Embrace Emojis in Your Online Marketing
By: PR Toolkit
I’m a millennial, but for a long time I was staunchly anti-emoji. I found them occasionally funny and mildly annoying. I would get them in text messages from friends and roll my eyes. However, one day I downloaded the emoji keyboard to my phone and used emojis for the first time. I may have gone a little overboard that day, but from then on I was hooked. I’ve become an avid emoji user, and I find one emoji can convey an entire idea and can also be quite an effective method of communication.
For being simple illustrations, many emojis have the ability to convey the right expression, mood, or feeling, and stringing them together can add even more context, so if you’re not using them in your marketing, you may be missing out. If you’re not convinced yet, let me make a stronger case. Emojis communicate ideas and many have their own connotations and subtext. If a picture is worth a thousand words, an emoji has to be worth at least a sentence.
3 Reasons to Use Emojis in Marketing
- Humans can process images faster than text. In a study by MIT, researchers found that humans could process images they had only seen for a mere 13 milliseconds. Now we know people can scroll through emails fast, but they don’t scroll through that fast, and an emoji is just another tool in a marketer’s arsenal to stimulate the visual component during marketing outreach.

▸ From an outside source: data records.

/*
[INPUT]:  Shared type requirements across all SDK layers
[OUTPUT]: Typed enums and data models with serde support
[POS]:    Data layer - type definitions used by every module
[UPDATE]: When the public data model changes
*/

pub mod enums;
pub mod models;

pub use enums::{
    AddressType,
    AuthCallbackCode,
    AuthProviderKind,
    DiscoverySource,
    EmbeddedWalletType,
    EventSource,
    ProviderType,
    SessionStatus,
};
pub use models::{AuthOptions, ConnectOutcome, ProviderSelection, UserInfo, WalletAddress};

- One of the principles of design for drawing a reader’s attention is contrast. What better way to add an element of contrast than to throw in a bright, colorful, fun emoji to break up the monotony and uniformity of text only.
- Big brands have already started to embrace them. Many inboxes are now peppered with emojis in the subject lines. Additionally, Chevrolet went all out in June of 2015 with an emoji driven campaign called #ChevyGoesEmoji. It involved an all emoji press release that readers were invited to decode, and the cipher was provided days later. While it was an attention grabbing stunt that paid off in terms of garnering media attention, we wouldn’t recommend communicating exclusively in emoji unless you will also provide the whole story later in plain English. All all-emoji format leaves too much room for communication error. We recommend using emojis to add value to communication in a fun and concise way, not hinder it.
Tips for using emojis in your marketing:
- Know your emojis. Emojis that seem innocuous can carry a different meaning than what is explicitly pictured. Before you jump on the emoji bandwagon, familiarize yourself with some of the popular ones through sites like emojipedia. You may be surprised at what you learn you could be saying in emoji speak.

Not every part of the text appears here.